◆ **Task brief**
The records below must be retyped exactly.

Start of Block

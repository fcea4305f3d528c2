//! HTTP handlers for document submission and the progress/result stream.

use std::convert::Infallible;

use axum::extract::{Multipart, Path, State};
use axum::response::sse::{Event, KeepAlive, Sse};
use axum::Json;
use serde_json::json;
use tracing::info;
use uuid::Uuid;

use crate::analysis::pipeline;
use crate::analysis::registry::Subscription;
use crate::errors::AppError;
use crate::state::AppState;

/// POST /api/v1/analyses
/// Accepts a single-file multipart upload, creates the job at progress 0 and
/// returns its id immediately; processing continues in the background.
pub async fn handle_submit(
    State(state): State<AppState>,
    mut multipart: Multipart,
) -> Result<Json<serde_json::Value>, AppError> {
    let mut upload: Option<(Vec<u8>, Option<String>)> = None;
    while let Some(field) = multipart.next_field().await? {
        if field.name() == Some("file") {
            let declared_type = field.content_type().map(str::to_string);
            let bytes = field.bytes().await?;
            upload = Some((bytes.to_vec(), declared_type));
            break;
        }
    }

    let (bytes, declared_type) =
        upload.ok_or_else(|| AppError::Validation("No file uploaded".to_string()))?;
    if bytes.is_empty() {
        return Err(AppError::Validation("Uploaded file is empty".to_string()));
    }

    let id = Uuid::new_v4();
    state.registry.create_or_get(id);
    info!(job = %id, size = bytes.len(), "document accepted");

    tokio::spawn(pipeline::run(
        state.registry.clone(),
        state.engines.clone(),
        id,
        bytes,
        declared_type,
    ));

    Ok(Json(json!({ "id": id })))
}

/// GET /api/v1/analyses/:id/events
/// SSE stream of progress frames. The first frame is the current snapshot;
/// the frame with `progress == 100` (or a failure code) is terminal — no
/// explicit end-of-stream marker follows, consumers stop on their own.
pub async fn handle_events(
    State(state): State<AppState>,
    Path(id): Path<Uuid>,
) -> Result<Sse<impl tokio_stream::Stream<Item = Result<Event, Infallible>>>, AppError> {
    let Subscription { mut receiver, .. } = state
        .registry
        .subscribe(id)
        .ok_or_else(|| AppError::NotFound(format!("No job with id {id}")))?;

    let stream = async_stream::stream! {
        while let Some(frame) = receiver.recv().await {
            let json = serde_json::to_string(&frame).unwrap_or_default();
            yield Ok(Event::default().data(json));
        }
    };

    Ok(Sse::new(stream).keep_alive(KeepAlive::default()))
}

End of Block

◆ **Answer box**
repository fcea4305f3d528c2
//! HTTP handlers for document submission and the progress/result stream.

use std::convert::Infallible;

use axum::extract::{Multipart, Path, State};
use axum::response::sse::{Event, KeepAlive, Sse};
use axum::Json;
use serde_json::json;
use tracing::info;
use uuid::Uuid;

use crate::analysis::pipeline;
use crate::analysis::registry::Subscription;
use crate::errors::AppError;
use crate::state::AppState;

/// POST /api/v1/analyses
/// Accepts a single-file multipart upload, creates the job at progress 0 and
/// returns its id immediately; processing continues in the background.
pub async fn handle_submit(
    State(state): State<AppState>,
    mut multipart: Multipart,
) -> Result<Json<serde_json::Value>, AppError> {
    let mut upload: Option<(Vec<u8>, Option<String>)> = None;
    while let Some(field) = multipart.next_field().await? {
        if field.name() == Some("file") {
            let declared_type = field.content_type().map(str::to_string);
            let bytes = field.bytes().await?;
            upload = Some((bytes.to_vec(), declared_type));
            break;
        }
    }

    let (bytes, declared_type) =
        upload.ok_or_else(|| AppError::Validation("No file uploaded".to_string()))?;
    if bytes.is_empty() {
        return Err(AppError::Validation("Uploaded file is empty".to_string()));
    }

    let id = Uuid::new_v4();
    state.registry.create_or_get(id);
    info!(job = %id, size = bytes.len(), "document accepted");

    tokio::spawn(pipeline::run(
        state.registry.clone(),
        state.engines.clone(),
        id,
        bytes,
        declared_type,
    ));

    Ok(Json(json!({ "id": id })))
}

/// GET /api/v1/analyses/:id/events
/// SSE stream of progress frames. The first frame is the current snapshot;
/// the frame with `progress == 100` (or a failure code) is terminal — no
/// explicit end-of-stream marker follows, consumers stop on their own.
pub async fn handle_events(
    State(state): State<AppState>,
    Path(id): Path<Uuid>,
) -> Result<Sse<impl tokio_stream::Stream<Item = Result<Event, Infallible>>>, AppError> {
    let Subscription { mut receiver, .. } = state
        .registry
        .subscribe(id)
        .ok_or_else(|| AppError::NotFound(format!("No job with id {id}")))?;

    let stream = async_stream::stream! {
        while let Some(frame) = receiver.recv().await {
            let json = serde_json::to_string(&frame).unwrap_or_default();
            yield Ok(Event::default().data(json));
        }
    };

    Ok(Sse::new(stream).keep_alive(KeepAlive::default()))
}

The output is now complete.